27 de abril de 2010

El conde (XXV)

Autor: un gran amigo.


Sobre lo anterior, la Compañía, practicó una política de paternalismo que oscilaba, según le convenía, entre (valga el ejemplo) ”el palo y la zanahoria”. Haciendo un símil con la zanahoria, veríamos que esa hortaliza podría estar representada por: Nueva construcción de casas; facilidad para que sus productores trabajasen pequeños huertos alquilados por bajos precios; apertura de escuelas; servicio médico gratuito; economatos de víveres y géneros subvencionados; pases de gracia en el ferrocarril, para consultas médicas en Huelva, suministro de agua gratis, en fuentes públicas, etc.


En tanto el más parecido al palo sería la inamovible tarifa de jornales, según categoría y producción, sometimiento a los Contratistas designados por la Compañía y absoluta prohibición de huelga,

En defnitiva, era evidente que en la zona sólo se oiría en adelante la única voz, limitada a expresar la indiscutible voluntad de “The Rio Tinto Co., Ltd”.

La situación quedaba nítidamente clara para Alicia y todos los demás congéneres. Por consiguiente, dos semanas después del suceso que conmovió los cimientos sociales de Rio Tinto y pueblos de su entorno, a pesar del cese de las calcinaciones, que muchos insistían no sería duradero, se vio en la tesitura de tomar una determinación y, encarar el futuro con sorprendente realismo para una mujer que llevaba el gobierno de una hacienda sin la ayuda de quién se suponía, debió tomarla de forma natural, antes que ella misma, puesto que como primogénito, sobre el conde recayó la herencia.

Ella se veía cansada y alarmada, ante el rápido acontecer de los tiempos tan contrarios a los intereses materiales que siempre defendió y, hasta en cierto modo, aturdida por unos sentimientos personales que, desde hacía meses, se habían despertado en su femenina condición.

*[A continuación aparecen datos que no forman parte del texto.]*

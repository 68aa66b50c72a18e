//! Session control commands.
//!
//! Commands are plain JSON messages consumed by the capture device; building
//! them has no side effects. A start command needs a capture strategy and takes
//! its session id from the caller or, failing that, from the current time.

use schemars::JsonSchema;
use serde::{Deserialize, Serialize};
use thiserror::Error;

/// Errors building a session command.
#[derive(Debug, Error, PartialEq, Eq)]
pub enum SessionError {
    #[error("Missing capture strategy")]
    MissingStrategy,
}

/// Request to start a capture session.
#[derive(Debug, Clone, Default, Serialize, Deserialize, JsonSchema)]
#[serde(rename_all = "camelCase")]
pub struct StartSessionRequest {
    #[serde(default)]
    pub strategy: Option<String>,
    #[serde(default)]
    pub session_id: Option<i64>,
}

/// Request to stop a capture session.
#[derive(Debug, Clone, Serialize, Deserialize, JsonSchema)]
#[serde(rename_all = "camelCase")]
pub struct StopSessionRequest {
    pub session_id: i64,
}

/// Command sent to the capture device.
#[derive(Debug, Clone, PartialEq, Eq, Serialize, Deserialize, JsonSchema)]
#[serde(tag = "command", rename_all = "camelCase")]
pub enum SessionCommand {
    #[serde(rename_all = "camelCase")]
    StartSession { session_id: i64, strategy: String },
    #[serde(rename_all = "camelCase")]
    StopSession { session_id: i64 },
}

impl SessionCommand {
    /// Build a start command. `now_millis` is used when no session id is given.
    pub fn start(request: StartSessionRequest, now_millis: i64) -> Result<Self, SessionError> {
        let strategy = request.strategy.ok_or(SessionError::MissingStrategy)?;

        Ok(Self::StartSession {
            session_id: request.session_id.unwrap_or(now_millis),
            strategy,
        })
    }

    /// Build a stop command.
    pub fn stop(request: StopSessionRequest) -> Self {
        Self::StopSession {
            session_id: request.session_id,
        }
    }

    pub fn session_id(&self) -> i64 {
        match self {
            Self::StartSession { session_id, .. } | Self::StopSession { session_id } => *session_id,
        }
    }
}

#[cfg(test)]
mod tests {
    use super::*;
    use serde_json::json;

    #[test]
    fn test_start_with_session_id() {
        let request: StartSessionRequest =
            serde_json::from_value(json!({"strategy": "follow", "sessionId": 42})).unwrap();
        let command = SessionCommand::start(request, 1_000).unwrap();

        assert_eq!(
            serde_json::to_value(&command).unwrap(),
            json!({"command": "startSession", "sessionId": 42, "strategy": "follow"})
        );
    }

    #[test]
    fn test_start_defaults_session_id_to_now() {
        let request = StartSessionRequest {
            strategy: Some("patrol".into()),
            session_id: None,
        };
        let command = SessionCommand::start(request, 1_700_000_000_000).unwrap();

        assert_eq!(command.session_id(), 1_700_000_000_000);
    }

    #[test]
    fn test_start_requires_strategy() {
        let result = SessionCommand::start(StartSessionRequest::default(), 1);
        assert_eq!(result, Err(SessionError::MissingStrategy));
    }

    #[test]
    fn test_stop() {
        let request: StopSessionRequest = serde_json::from_value(json!({"sessionId": 7})).unwrap();

        assert_eq!(
            serde_json::to_value(SessionCommand::stop(request)).unwrap(),
            json!({"command": "stopSession", "sessionId": 7})
        );
    }
}
//! R2 client implementation.

use aws_config::BehaviorVersion;
use aws_credential_types::Credentials;
use aws_sdk_s3::config::{Builder, Region};
use aws_sdk_s3::types::{Delete, ObjectIdentifier};
use aws_sdk_s3::Client;
use tracing::{debug, info};

use crate::error::{StorageError, StorageResult};

/// Maximum keys accepted by one DeleteObjects call.
const DELETE_BATCH_SIZE: usize = 1000;

/// Configuration for R2 client.
#[derive(Debug, Clone)]
pub struct R2Config {
    /// R2 endpoint URL (S3 API endpoint)
    pub endpoint_url: String,
    /// Access key ID
    pub access_key_id: String,
    /// Secret access key
    pub secret_access_key: String,
    /// Bucket name
    pub bucket_name: String,
    /// Region (usually "auto" for R2)
    pub region: String,
}

impl R2Config {
    /// Create config from environment variables.
    pub fn from_env() -> StorageResult<Self> {
        let required = |key: &str| {
            std::env::var(key).map_err(|_| StorageError::config_error(format!("{} not set", key)))
        };

        Ok(Self {
            endpoint_url: required("R2_ENDPOINT_URL")?,
            access_key_id: required("R2_ACCESS_KEY_ID")?,
            secret_access_key: required("R2_SECRET_ACCESS_KEY")?,
            bucket_name: required("R2_BUCKET_NAME")?,
            region: std::env::var("R2_REGION").unwrap_or_else(|_| "auto".to_string()),
        })
    }
}

/// An object read from the bucket.
#[derive(Debug, Clone)]
pub struct StoredObject {
    pub bytes: Vec<u8>,
    pub content_type: Option<String>,
}

/// Cloudflare R2 storage client.
#[derive(Clone)]
pub struct R2Client {
    client: Client,
    bucket: String,
}

impl R2Client {
    /// Create a new R2 client from configuration.
    pub async fn new(config: R2Config) -> StorageResult<Self> {
        let credentials = Credentials::new(
            &config.access_key_id,
            &config.secret_access_key,
            None,
            None,
            "r2",
        );

        let sdk_config = Builder::new()
            .behavior_version(BehaviorVersion::latest())
            .endpoint_url(&config.endpoint_url)
            .region(Region::new(config.region))
            .credentials_provider(credentials)
            .force_path_style(true)
            .build();

        Ok(Self {
            client: Client::from_conf(sdk_config),
            bucket: config.bucket_name,
        })
    }

    /// Create from environment variables.
    pub async fn from_env() -> StorageResult<Self> {
        Self::new(R2Config::from_env()?).await
    }

    /// Read a whole object.
    pub async fn get_object(&self, key: &str) -> StorageResult<StoredObject> {
        debug!("Downloading {}", key);

        let response = self
            .client
            .get_object()
            .bucket(&self.bucket)
            .key(key)
            .send()
            .await
            .map_err(|e| {
                let e = e.into_service_error();
                if e.is_no_such_key() {
                    StorageError::not_found(key)
                } else {
                    StorageError::DownloadFailed(e.to_string())
                }
            })?;

        let content_type = response.content_type().map(str::to_string);
        let bytes = response
            .body
            .collect()
            .await
            .map_err(|e| StorageError::DownloadFailed(e.to_string()))?
            .into_bytes()
            .to_vec();

        Ok(StoredObject {
            bytes,
            content_type,
        })
    }

    /// List object keys under a prefix.
    pub async fn list_keys(&self, prefix: &str) -> StorageResult<Vec<String>> {
        debug!("Listing objects with prefix: {}", prefix);

        let mut keys = Vec::new();
        let mut continuation_token: Option<String> = None;

        loop {
            let mut request = self
                .client
                .list_objects_v2()
                .bucket(&self.bucket)
                .prefix(prefix);

            if let Some(token) = continuation_token {
                request = request.continuation_token(token);
            }

            let response = request
                .send()
                .await
                .map_err(|e| StorageError::ListFailed(e.to_string()))?;

            keys.extend(response.contents().iter().filter_map(|obj| obj.key.clone()));

            if response.is_truncated() == Some(true) {
                continuation_token = response.next_continuation_token;
            } else {
                break;
            }
        }

        Ok(keys)
    }

    /// Delete objects by key. Returns how many were requested for deletion.
    pub async fn delete_objects(&self, keys: &[String]) -> StorageResult<u32> {
        for batch in keys.chunks(DELETE_BATCH_SIZE) {
            let objects = batch
                .iter()
                .map(|k| {
                    ObjectIdentifier::builder()
                        .key(k)
                        .build()
                        .map_err(|e| StorageError::delete_failed(e.to_string()))
                })
                .collect::<StorageResult<Vec<_>>>()?;

            let delete = Delete::builder()
                .set_objects(Some(objects))
                .quiet(true)
                .build()
                .map_err(|e| StorageError::delete_failed(e.to_string()))?;

            self.client
                .delete_objects()
                .bucket(&self.bucket)
                .delete(delete)
                .send()
                .await
                .map_err(|e| StorageError::delete_failed(e.to_string()))?;
        }

        if !keys.is_empty() {
            info!("Deleted {} objects", keys.len());
        }
        Ok(keys.len() as u32)
    }

    /// Check connectivity to R2 by performing a head bucket operation.
    pub async fn check_connectivity(&self) -> StorageResult<()> {
        self.client
            .head_bucket()
            .bucket(&self.bucket)
            .send()
            .await
            .map_err(|e| StorageError::AwsSdk(format!("R2 connectivity check failed: {}", e)))?;
        Ok(())
    }
}
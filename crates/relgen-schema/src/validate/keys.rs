use crate::{
    error::ErrorTree,
    node::{Entity, Schema},
};
use std::collections::BTreeSet;

/// Primary keys and unique constraints must reference existing fields,
/// be non-empty, and carry no duplicate members.
pub fn validate_keys(schema: &Schema, errs: &mut ErrorTree) {
    for entity in schema.entities() {
        if let Some(pk) = &entity.primary_key {
            check_field_set(entity, "primary key", &pk.fields, errs);
        }

        for constraint in &entity.unique_constraints {
            check_field_set(entity, "unique constraint", &constraint.fields, errs);
        }
    }
}

fn check_field_set(entity: &Entity, label: &str, fields: &[String], errs: &mut ErrorTree) {
    if fields.is_empty() {
        errs.add_at(&entity.name, format!("empty {label}"));
        return;
    }

    let mut seen: BTreeSet<&str> = BTreeSet::new();
    for name in fields {
        if entity.get_field(name).is_none() {
            errs.add_at(
                &entity.name,
                format!("{label} references unknown field '{name}'"),
            );
        }
        if !seen.insert(name) {
            errs.add_at(&entity.name, format!("{label} repeats field '{name}'"));
        }
    }
}

#[cfg(test)]
mod tests {
    use super::*;
    use crate::node::{Field, PrimaryKey, UniqueConstraint};

    #[test]
    fn dangling_key_fields_are_reported() {
        let mut entity = Entity::new("User", vec![Field::scalar("id", "Int")]);
        entity.primary_key = Some(PrimaryKey::new(&["uuid"]));
        entity.unique_constraints = vec![UniqueConstraint::new(&["email", "email"])];

        let schema = Schema::new(vec![entity], vec![]);
        let mut errs = ErrorTree::new();
        validate_keys(&schema, &mut errs);

        let rendered = errs.to_string();
        assert!(rendered.contains("primary key references unknown field 'uuid'"));
        assert!(rendered.contains("unique constraint references unknown field 'email'"));
        assert!(rendered.contains("unique constraint repeats field 'email'"));
    }

    #[test]
    fn empty_constraint_is_reported() {
        let mut entity = Entity::new("User", vec![Field::scalar("id", "Int")]);
        entity.unique_constraints = vec![UniqueConstraint::new(&[])];

        let schema = Schema::new(vec![entity], vec![]);
        let mut errs = ErrorTree::new();
        validate_keys(&schema, &mut errs);

        assert!(errs.to_string().contains("empty unique constraint"));
    }
}
use crate::{config::AnalyzeConfig, special::normalize_name};
use relgen_schema::node::{Entity, Field};
use std::collections::BTreeSet;

/// Whether `entity` is a many-to-many bridge.
///
/// Requirements, all order-independent in the field list:
/// - at least two (and at most `junction_max_relations`) relation fields
///   that own foreign keys; self-joins count twice,
/// - at most `junction_max_data_fields` data fields, meaning non-relation
///   fields outside the identifying key and not named as system/audit fields,
/// - the primary key, or some unique constraint, covering exactly the union
///   of the FK relations' own fields (the surrogate-identifier pattern).
#[must_use]
pub fn is_junction(entity: &Entity, config: &AnalyzeConfig) -> bool {
    let fk_relations: Vec<&Field> = entity.foreign_key_fields().collect();

    let max_relations = config.junction_max_relations.max(2);
    if fk_relations.len() < 2 || fk_relations.len() > max_relations {
        return false;
    }

    if data_field_count(entity, config) > config.junction_max_data_fields {
        return false;
    }

    let own_union: BTreeSet<&str> = fk_relations
        .iter()
        .flat_map(|f| f.relation_fields.iter().map(String::as_str))
        .collect();

    let pk_covers = entity
        .primary_key
        .as_ref()
        .is_some_and(|pk| pk.field_set() == own_union);
    let unique_covers = entity
        .unique_constraints
        .iter()
        .any(|c| c.field_set() == own_union);

    pk_covers || unique_covers
}

fn data_field_count(entity: &Entity, config: &AnalyzeConfig) -> usize {
    let id_names = entity.id_field_names();
    let system_names: BTreeSet<String> = config
        .system_field_names
        .iter()
        .map(|n| normalize_name(n))
        .collect();

    entity
        .fields
        .iter()
        .filter(|f| {
            !f.is_relation()
                && !id_names.contains(f.name.as_str())
                && !system_names.contains(&normalize_name(&f.name))
        })
        .count()
}

#[cfg(test)]
mod tests {
    use super::*;
    use relgen_schema::node::{PrimaryKey, UniqueConstraint};

    fn fk_relation(name: &str, target: &str, own: &str) -> Field {
        let mut field = Field::relation(name, target);
        field.relation_fields = vec![own.to_string()];
        field.relation_references = vec!["id".to_string()];
        field
    }

    fn user_role() -> Entity {
        let mut entity = Entity::new(
            "UserRole",
            vec![
                Field::scalar("userId", "Int"),
                Field::scalar("roleId", "Int"),
                fk_relation("user", "User", "userId"),
                fk_relation("role", "Role", "roleId"),
            ],
        );
        entity.primary_key = Some(PrimaryKey::new(&["userId", "roleId"]));
        entity
    }

    #[test]
    fn composite_pk_bridge_is_a_junction() {
        assert!(is_junction(&user_role(), &AnalyzeConfig::default()));
    }

    #[test]
    fn surrogate_id_bridge_is_a_junction() {
        let mut id = Field::scalar("id", "Int");
        id.is_id = true;

        let mut entity = Entity::new(
            "UserRole",
            vec![
                id,
                Field::scalar("userId", "Int"),
                Field::scalar("roleId", "Int"),
                fk_relation("user", "User", "userId"),
                fk_relation("role", "Role", "roleId"),
            ],
        );
        entity.primary_key = Some(PrimaryKey::new(&["id"]));
        entity.unique_constraints = vec![UniqueConstraint::new(&["userId", "roleId"])];

        assert!(is_junction(&entity, &AnalyzeConfig::default()));
    }

    #[test]
    fn audit_fields_do_not_count_as_data() {
        let mut entity = user_role();
        entity.fields.push(Field::scalar("createdAt", "DateTime"));
        entity.fields.push(Field::scalar("updated_at", "DateTime"));

        assert!(is_junction(&entity, &AnalyzeConfig::default()));
    }

    #[test]
    fn too_many_data_fields_disqualify() {
        let mut entity = user_role();
        entity.fields.push(Field::scalar("a", "Int"));
        entity.fields.push(Field::scalar("b", "Int"));
        entity.fields.push(Field::scalar("c", "Int"));

        // userId/roleId sit in the primary key, so a, b, c are the data
        // fields and the default threshold of 2 is exceeded.
        assert!(!is_junction(&entity, &AnalyzeConfig::default()));

        let mut config = AnalyzeConfig::default();
        config.junction_max_data_fields = 3;
        assert!(is_junction(&entity, &config));
    }

    #[test]
    fn key_must_cover_exactly_the_fk_union() {
        let mut entity = user_role();
        entity.primary_key = Some(PrimaryKey::new(&["userId"]));

        assert!(!is_junction(&entity, &AnalyzeConfig::default()));
    }

    #[test]
    fn one_fk_relation_is_not_a_junction() {
        let mut entity = Entity::new(
            "Profile",
            vec![
                Field::scalar("userId", "Int"),
                fk_relation("user", "User", "userId"),
            ],
        );
        entity.primary_key = Some(PrimaryKey::new(&["userId"]));

        assert!(!is_junction(&entity, &AnalyzeConfig::default()));
    }

    #[test]
    fn self_join_bridge_counts_both_sides() {
        let mut entity = Entity::new(
            "Follow",
            vec![
                Field::scalar("followerId", "Int"),
                Field::scalar("followeeId", "Int"),
                fk_relation("follower", "User", "followerId"),
                fk_relation("followee", "User", "followeeId"),
            ],
        );
        entity.primary_key = Some(PrimaryKey::new(&["followerId", "followeeId"]));

        assert!(is_junction(&entity, &AnalyzeConfig::default()));
    }

    #[test]
    fn detection_is_field_order_independent() {
        let mut entity = user_role();
        entity.fields.reverse();

        assert!(is_junction(&entity, &AnalyzeConfig::default()));
    }
}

Alrededor de los 36 años con los que contaba, siempre se relacionó con hombres, generalmente mayores que ella y con los que trató de negocios ó puntuales asuntos relacionados con el patrimonio familiar, pero nunca hubo ningún otro tipo de afecto ajeno a dicha materia.

Bien era verdad que, en la mayoría de ocasiones, parecía olvidar la posición social que le separaba del joven Román, en tanto que ella le tenía, no como empleado fiel, sino cual amigo y confidente, depositando en él una admirada devoción abocada quizás, a sobrepasar esa absurda línea impuesta por el estúpido y falso estatus de quienes dividían al mundo, incisivamente en el siglo XIX, también persistente en el XX, señalando la clase de individuo que, por la posesión de bienes, debía ocupar la escala, arriba y/o abajo de la Sociedad que le tocó vivir.

La naturaleza, que siempre impone su razón prescindiendo de convencionalismos personales, determinó que Alicia dedicase un tiempo a sincerarse consigo misma, inclinando su corazón a escuchar la llamada de lo que no se atrevía aún a definir con acierto.

Los diarios cambios de impresiones, con el añadido a la mutua atracción física entre Román y Alicia, se evidenciaban, además, con el íntimo deseo de prolongar las entrevistas en toda ocasión, corroboradas en las intensas miradas cruzadas que, tan expresivas, pero prudentemente se mostraban.